And what do I know about Afghanistan or Afghan cuisine really? Absolument rien! For me it’s a strangely beautiful and mysterious place with an equally enigmatic history. Some part of me loves it and wishes I knew more. It is all obscured by warfare and the Taliban, but I don’t let those things blind me.

I love pumpkin, though, and I will look for any reason at all to use it somewhere, somehow in my baking and even in my cooking.

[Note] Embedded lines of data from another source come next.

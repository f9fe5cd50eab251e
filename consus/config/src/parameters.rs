// Copyright (c) Consus Contributors
// SPDX-License-Identifier: Apache-2.0

use std::{path::PathBuf, time::Duration};

use serde::{Deserialize, Serialize};

/// Operational configuration of one server.
///
/// All fields tolerate inconsistencies among servers without affecting safety
/// of the protocol; anything safety-relevant lives in the coordinator-published
/// cluster snapshot instead.
#[derive(Clone, Debug, Deserialize, Serialize)]
pub struct Parameters {
    /// How long to wait before retransmitting an unacknowledged message.
    #[serde(default = "Parameters::default_resend_interval")]
    pub resend_interval: Duration,

    /// How often the background task re-drives state machines that have no
    /// pending external event and collects finished ones.
    #[serde(default = "Parameters::default_pump_interval")]
    pub pump_interval: Duration,

    /// Directory holding the durable log and the server identity files. The
    /// path must be provided for the node to boot a durable log.
    pub log_dir: Option<PathBuf>,
}

impl Parameters {
    pub fn default_resend_interval() -> Duration {
        Duration::from_secs(1)
    }

    pub fn default_pump_interval() -> Duration {
        Duration::from_millis(250)
    }
}

impl Default for Parameters {
    fn default() -> Self {
        Self {
            resend_interval: Parameters::default_resend_interval(),
            pump_interval: Parameters::default_pump_interval(),
            log_dir: None,
        }
    }
}

#[cfg(test)]
mod tests {
    use super::*;

    #[test]
    fn defaults() {
        let parameters = Parameters::default();
        assert_eq!(parameters.resend_interval, Duration::from_secs(1));
        assert_eq!(parameters.pump_interval, Duration::from_millis(250));
        assert!(parameters.log_dir.is_none());
    }
}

The trouble, apart from lacking the facilities to cook on weeknights, is that I don’t really prepare meals for myself and cannot imagine going to all this trouble just for me. House husband/housewife candidates, apply within. (I will probably make this or some semblance of it this weekend in any case.)

Bourani kadoo
Pumpkin/squash
Two three-pound sugar pie pumpkins or the equivalent using butternut squash
¼ cup vegetable oil
2 to 3 cups sugar (less if you want a less sweet taste)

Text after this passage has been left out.